I. Count Three—Defamation and Breach of Contract

Count Three of Defendants’ Counterclaim alleges that Rotech defamed the Defendants and breached the terms of an agreement for purchase of assets in its use of the Chancy name as a trade name for its businesses in the Hahira, Georgia area. In a Purchase Agreement executed in March of 1998, Rotech purchased all the assets of Chancy Healthcare Services, Inc., Chancy Oxygen Services, Inc., CHS Home Infusion Company, and Chancy Healthcare Services of Waynesboro for a purchase price of $5.6 million. Prior to the Purchase Agreement, the four companies were owned by the Chancy brothers and their parents, Hubert Chancy, Jr., and Sue Chancy. The assets purchased included intangible assets such as the company’s trade names, reputation, and goodwill. Defendants contend that Rotech severely mismanaged the companies and that their poor performance has brought disrepute upon the Chaney name. Defendants further contend that this poor performance exceeded their “qualified right” to use of the name and was in violation of a covenant of good faith and fair dealing implied in the Purchase Agreement. 1

Defendants’ breach of contract claim in Count Three fails as a matter of law. Defendants have cited no provision of the Agreement that establishes any obligation for Rotech to provide a particular level of service. The Agreement was an outright sale of assets.

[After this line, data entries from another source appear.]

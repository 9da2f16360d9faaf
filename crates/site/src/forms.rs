//! Multipart form parsing for the admin dialogs.

use std::collections::HashMap;
use std::ffi::OsStr;
use std::path::Path;

use axum::extract::Multipart;
use axum::extract::multipart::MultipartError;

/// Content type assumed when the browser sends none.
const FALLBACK_CONTENT_TYPE: &str = "application/octet-stream";

/// A file chosen in a form's file picker.
#[derive(Clone, PartialEq, Eq)]
pub struct UploadedFile {
    /// Name of the file on the admin's machine.
    pub file_name: String,
    pub content_type: String,
    pub bytes: Vec<u8>,
}

impl std::fmt::Debug for UploadedFile {
    fn fmt(&self, f: &mut std::fmt::Formatter<'_>) -> std::fmt::Result {
        f.debug_struct("UploadedFile")
            .field("file_name", &self.file_name)
            .field("content_type", &self.content_type)
            .field("len", &self.bytes.len())
            .finish()
    }
}

impl UploadedFile {
    /// Lowercased file extension, or `bin` if there is no usable one.
    #[must_use]
    pub fn extension(&self) -> String {
        Path::new(&self.file_name)
            .extension()
            .and_then(OsStr::to_str)
            .filter(|ext| !ext.is_empty() && ext.chars().all(|c| c.is_ascii_alphanumeric()))
            .map_or_else(|| "bin".to_string(), str::to_ascii_lowercase)
    }
}

/// Text fields and files of a submitted multipart form.
#[derive(Debug, Default)]
pub struct MultipartForm {
    fields: HashMap<String, String>,
    files: HashMap<String, UploadedFile>,
}

impl MultipartForm {
    /// Read every part of the request body.
    ///
    /// File inputs left empty (no name, no bytes) are skipped, so
    /// [`take_file`](Self::take_file) only returns files the admin chose.
    ///
    /// # Errors
    ///
    /// Returns an error if the body is not valid multipart data.
    pub async fn read(mut multipart: Multipart) -> Result<Self, MultipartError> {
        let mut form = Self::default();

        while let Some(field) = multipart.next_field().await? {
            let Some(name) = field.name().map(ToString::to_string) else {
                continue;
            };

            if let Some(file_name) = field.file_name().map(ToString::to_string) {
                let content_type = field
                    .content_type()
                    .map_or_else(|| FALLBACK_CONTENT_TYPE.to_string(), ToString::to_string);
                let bytes = field.bytes().await?;
                if file_name.is_empty() && bytes.is_empty() {
                    continue;
                }
                form.files.insert(
                    name,
                    UploadedFile {
                        file_name,
                        content_type,
                        bytes: bytes.to_vec(),
                    },
                );
            } else {
                form.fields.insert(name, field.text().await?);
            }
        }

        Ok(form)
    }

    /// Build a form directly from parts.
    #[must_use]
    pub fn from_parts(fields: &[(&str, &str)], files: Vec<(&str, UploadedFile)>) -> Self {
        Self {
            fields: fields
                .iter()
                .map(|(k, v)| ((*k).to_string(), (*v).to_string()))
                .collect(),
            files: files
                .into_iter()
                .map(|(k, v)| (k.to_string(), v))
                .collect(),
        }
    }

    /// Trimmed text value, or an empty string if absent.
    #[must_use]
    pub fn text(&self, name: &str) -> String {
        self.fields
            .get(name)
            .map(|value| value.trim().to_string())
            .unwrap_or_default()
    }

    /// Whether a checkbox was ticked.
    #[must_use]
    pub fn checkbox(&self, name: &str) -> bool {
        self.fields
            .get(name)
            .is_some_and(|value| matches!(value.trim(), "on" | "true" | "1"))
    }

    /// Remove and return a chosen file.
    pub fn take_file(&mut self, name: &str) -> Option<UploadedFile> {
        self.files.remove(name)
    }
}

/// Where the image for a saved record comes from.
#[derive(Debug, Default)]
pub enum ImageInput {
    /// A newly chosen file, to be uploaded.
    Upload(UploadedFile),
    /// A URL typed into the form.
    Url(String),
    /// Nothing chosen; keep whatever the record already has.
    #[default]
    Unchanged,
}

impl ImageInput {
    /// Resolve the image source from a file input and a URL input.
    ///
    /// A chosen file wins over a typed URL.
    pub fn from_form(form: &mut MultipartForm, file_field: &str, url_field: &str) -> Self {
        if let Some(file) = form.take_file(file_field) {
            return Self::Upload(file);
        }
        let url = form.text(url_field);
        if url.is_empty() {
            Self::Unchanged
        } else {
            Self::Url(url)
        }
    }
}

/// `Some(value)` unless the value is empty.
#[must_use]
pub fn non_empty(value: String) -> Option<String> {
    if value.is_empty() { None } else { Some(value) }
}

#[cfg(test)]
mod tests {
    use super::*;

    fn file(name: &str) -> UploadedFile {
        UploadedFile {
            file_name: name.to_string(),
            content_type: "image/png".to_string(),
            bytes: vec![1, 2, 3],
        }
    }

    #[test]
    fn test_extension() {
        assert_eq!(file("Catfish.JPG").extension(), "jpg");
        assert_eq!(file("photo").extension(), "bin");
        assert_eq!(file("weird.p g").extension(), "bin");
        assert_eq!(file("archive.tar.gz").extension(), "gz");
    }

    #[test]
    fn test_text_and_checkbox() {
        let form = MultipartForm::from_parts(
            &[("name", "  Smoked Fish "), ("is_featured", "on"), ("is_approved", "off")],
            vec![],
        );
        assert_eq!(form.text("name"), "Smoked Fish");
        assert_eq!(form.text("missing"), "");
        assert!(form.checkbox("is_featured"));
        assert!(!form.checkbox("is_approved"));
        assert!(!form.checkbox("missing"));
    }

    #[test]
    fn test_image_input_prefers_file() {
        let mut form = MultipartForm::from_parts(
            &[("image_url", "https://cdn.example.com/a.png")],
            vec![("image", file("a.png"))],
        );
        assert!(matches!(
            ImageInput::from_form(&mut form, "image", "image_url"),
            ImageInput::Upload(_)
        ));

        let mut form =
            MultipartForm::from_parts(&[("image_url", "https://cdn.example.com/a.png")], vec![]);
        assert!(matches!(
            ImageInput::from_form(&mut form, "image", "image_url"),
            ImageInput::Url(url) if url == "https://cdn.example.com/a.png"
        ));

        let mut form = MultipartForm::from_parts(&[("image_url", "  ")], vec![]);
        assert!(matches!(
            ImageInput::from_form(&mut form, "image", "image_url"),
            ImageInput::Unchanged
        ));
    }
}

As Defendants acknowledge in their Counterclaim, the Chancy name was an important business asset that was unique in the Hahira area and enjoyed an excellent reputation. Counterclaim, ¶ 14 (Doc. 119, p. 24). The established trade names, along with the accompanying goodwill and reputation, were among the most valuable assets acquired by Rotech in the Purchase Agreement for substantial consideration. In paying to buy the businesses’ trade names and other assets, Ro-tech paid for the right to manage the businesses under those names and as it saw fit, including the right to run them poorly. There is no provision in the Agreement that reserves to the sellers any authority to object to the buyer’s business decisions.

The Agreement’s provision reserving to the Chancy brothers the right to continue the operations of “Chancy Discount Drugs, Inc.,” in paragraph 17(a) of the Agree *1375 ment, does not qualify Rotech’s right to use the trade names it purchased. Instead, this provision saves for the Chancy brothers the right to continue using the Chancy name in connection with a single enterprise, without infringing Rotech’s rights to the name. Defendants contend that even in the absence of an explicit qualification of Rotech’s ownership of the trade names, the saving clause of paragraph 17(a) bound Rotech “to use the Chancy name in good faith and with due respect being given to the fact that the Chancy family was going to co-exist in the marketplace with their concern.” Doc. 215, p. 11. In the absence of any express obligation in the terms of the contract, Defendants seek to rely upon the common law “implied covenant of good faith and fair dealing.”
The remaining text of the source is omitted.